Thermally Induced Bistable Functionally Graded Nanocomposite Plate

This paper explores the feasibility of using functionally graded carbon nanotube-reinforced composite (FG-CNTRC) in designing bistable plates. Single-walled carbon nanotubes (SWCNTs) in this nanocomposite are assumed to have a functionally graded distribution across the thickness direction following a power law. By varying the distribution type, volume fraction, and volume fraction exponent of SWCNTs, laminates with multiple thermal properties can be generated. A higher-order Rayleigh–Ritz model is presented to investigate the bistability and buckling behaviours of the proposed bistable plates. Their out-of-plane displacements and snap-through forces are predicted using this model. In the buckling analysis, transverse concentrated forces are applied to the panel corners to induce snap-through.

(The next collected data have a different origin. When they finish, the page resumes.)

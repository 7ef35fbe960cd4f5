use std::{
    sync::{Arc, Mutex},
    time::Duration,
};

use axum::{
    body::{to_bytes, Body},
    http::{header, Method, Request, StatusCode},
    Router,
};
use futures::{Stream, StreamExt};
use serde_json::{json, Value};
use tower::ServiceExt;

use cue_timer::{
    create_router,
    services::{Cue, CuePlayer},
    tasks::ManualScheduler,
    AppState,
};

#[derive(Default)]
struct RecordingCues(Mutex<Vec<Cue>>);

impl CuePlayer for RecordingCues {
    fn play(&self, cue: Cue) {
        self.0.lock().unwrap().push(cue);
    }
}

struct Harness {
    router: Router,
    scheduler: Arc<ManualScheduler>,
    cues: Arc<RecordingCues>,
}

impl Harness {
    fn new() -> Self {
        let scheduler = Arc::new(ManualScheduler::new());
        let cues = Arc::new(RecordingCues::default());
        let state = Arc::new(AppState::new(
            20560,
            "127.0.0.1".to_string(),
            60,
            scheduler.clone(),
            cues.clone(),
        ));
        Self {
            router: create_router(state),
            scheduler,
            cues,
        }
    }

    async fn send(&self, method: Method, uri: &str, body: Option<Value>) -> (StatusCode, Value) {
        let mut request = Request::builder().method(method).uri(uri);
        let body = match body {
            Some(json) => {
                request = request.header(header::CONTENT_TYPE, "application/json");
                Body::from(json.to_string())
            }
            None => Body::empty(),
        };
        let response = self
            .router
            .clone()
            .oneshot(request.body(body).unwrap())
            .await
            .unwrap();
        let status = response.status();
        let bytes = to_bytes(response.into_body(), usize::MAX).await.unwrap();
        (status, serde_json::from_slice(&bytes).unwrap())
    }

    async fn post(&self, uri: &str) -> Value {
        let (status, json) = self.send(Method::POST, uri, None).await;
        assert_eq!(status, StatusCode::OK, "POST {}", uri);
        json
    }

    fn cues(&self) -> Vec<Cue> {
        std::mem::take(&mut *self.cues.0.lock().unwrap())
    }
}

#[tokio::test]
async fn test_start_pause_resume_over_http() {
    let h = Harness::new();

    let json = h.post("/start").await;
    assert_eq!(json["status"], "running");
    assert_eq!(json["timer"]["remaining"], 60);
    assert_eq!(json["timer"]["display"], "01:00");

    h.scheduler.advance(25);
    let json = h.post("/pause").await;
    assert_eq!(json["status"], "paused");
    assert_eq!(json["timer"]["remaining"], 35);
    assert_eq!(json["timer"]["running"], false);

    let json = h.post("/start").await;
    assert_eq!(json["timer"]["remaining"], 35);
    assert_eq!(
        h.cues(),
        vec![Cue::Start, Cue::Threshold, Cue::Pause, Cue::Start]
    );
}

#[tokio::test]
async fn test_stop_and_skip_reset_to_zero() {
    let h = Harness::new();

    h.post("/start").await;
    h.scheduler.advance(3);
    let json = h.post("/stop").await;
    assert_eq!(json["status"], "idle");
    assert_eq!(json["timer"]["display"], "00:00");

    h.post("/start").await;
    let json = h.post("/skip").await;
    assert_eq!(json["timer"]["remaining"], 0);
    assert_eq!(json["timer"]["running"], false);
    assert!(!h.scheduler.is_active());

    assert_eq!(h.cues(), vec![Cue::Start, Cue::Stop, Cue::Start, Cue::Skip]);
}

#[tokio::test]
async fn test_countdown_runs_out() {
    let h = Harness::new();
    h.post("/start").await;
    h.scheduler.advance(60);

    let (status, json) = h.send(Method::GET, "/status", None).await;
    assert_eq!(status, StatusCode::OK);
    assert_eq!(json["timer"]["remaining"], 0);
    assert_eq!(json["timer"]["running"], false);
    assert_eq!(json["last_action"], "start");
    assert_eq!(h.cues().last(), Some(&Cue::Stop));
}

#[tokio::test]
async fn test_duration_endpoints() {
    let h = Harness::new();

    let (status, json) = h
        .send(Method::PUT, "/duration", Some(serde_json::json!({ "seconds": 90 })))
        .await;
    assert_eq!(status, StatusCode::OK);
    assert_eq!(json["timer"]["configured_duration"], 90);

    let json = h.post("/duration/increment").await;
    assert_eq!(json["timer"]["configured_duration"], 95);
    let json = h.post("/duration/decrement").await;
    assert_eq!(json["timer"]["configured_duration"], 90);

    let json = h.post("/start").await;
    assert_eq!(json["timer"]["remaining"], 90);
}

#[tokio::test]
async fn test_invalid_duration_is_bad_request() {
    let h = Harness::new();

    for seconds in [0, 5, 601, 63] {
        let (status, json) = h
            .send(Method::PUT, "/duration", Some(serde_json::json!({ "seconds": seconds })))
            .await;
        assert_eq!(status, StatusCode::BAD_REQUEST);
        assert_eq!(json["status"], "error");
        assert_eq!(json["timer"]["configured_duration"], 60);
    }

    let malformed = [
        json!({ "seconds": -5 }),
        json!({ "seconds": 99999999999u64 }),
        json!({ "seconds": "60" }),
        json!({}),
    ];
    for body in malformed {
        let (status, json) = h.send(Method::PUT, "/duration", Some(body.clone())).await;
        assert_eq!(status, StatusCode::BAD_REQUEST, "body {}", body);
        assert_eq!(json["status"], "error");
        assert!(!json["message"].as_str().unwrap().is_empty());
        assert_eq!(json["timer"]["configured_duration"], 60);
    }
    assert_eq!(h.cues(), Vec::<Cue>::new());
}

#[tokio::test]
async fn test_status_and_health() {
    let h = Harness::new();

    let (status, json) = h.send(Method::GET, "/status", None).await;
    assert_eq!(status, StatusCode::OK);
    assert_eq!(json["timer"]["display"], "00:00");
    assert_eq!(json["timer"]["configured_duration"], 60);
    assert_eq!(json["port"], 20560);
    assert_eq!(json["last_action"], Value::Null);

    let (status, json) = h.send(Method::GET, "/health", None).await;
    assert_eq!(status, StatusCode::OK);
    assert_eq!(json["status"], "ok");
}

/// Read body frames until the accumulated text contains `needle`
async fn read_until<S, B, E>(events: &mut S, needle: &str) -> String
where
    S: Stream<Item = Result<B, E>> + Unpin,
    B: AsRef<[u8]>,
    E: std::fmt::Debug,
{
    let mut text = String::new();
    while !text.contains(needle) {
        let frame = tokio::time::timeout(Duration::from_secs(5), events.next())
            .await
            .expect("timed out waiting for an event")
            .expect("event stream ended")
            .unwrap();
        text.push_str(std::str::from_utf8(frame.as_ref()).unwrap());
    }
    text
}

#[tokio::test]
async fn test_events_stream_every_change() {
    let h = Harness::new();
    let response = h
        .router
        .clone()
        .oneshot(Request::get("/events").body(Body::empty()).unwrap())
        .await
        .unwrap();

    assert_eq!(response.status(), StatusCode::OK);
    let content_type = response.headers()[header::CONTENT_TYPE].to_str().unwrap();
    assert!(content_type.starts_with("text/event-stream"));

    let mut events = response.into_body().into_data_stream();

    let first = read_until(&mut events, "\n\n").await;
    assert!(first.contains("event: timer"));
    assert!(first.contains(r#""remaining":0"#));
    assert!(first.contains(r#""display":"00:00""#));

    h.post("/start").await;
    let started = read_until(&mut events, r#""remaining":60"#).await;
    assert!(started.contains(r#""running":true"#));

    h.scheduler.advance(1);
    let ticked = read_until(&mut events, r#""display":"00:59""#).await;
    assert!(ticked.contains(r#""remaining":59"#));
}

To trace the load-displacement path during the loading process, the arc-length method is used to solve derived nonlinear equilibrium equations. The analytical results are compared using nonlinear finite element (FE) analysis for validation. A comprehensive parametric study is conducted to analyse the effects of curing temperature, distribution type, volume fractions, and volume fraction exponents of SWCNTs on the bistable behaviours of FG-CNTRC plates. It is found that, by varying these factors, bistable FG-CNTRC plates with multiple stable shapes and a wide range of snap-through forces can be generated. FG- CNTRC thus offers a rich design space for producing bistable plates.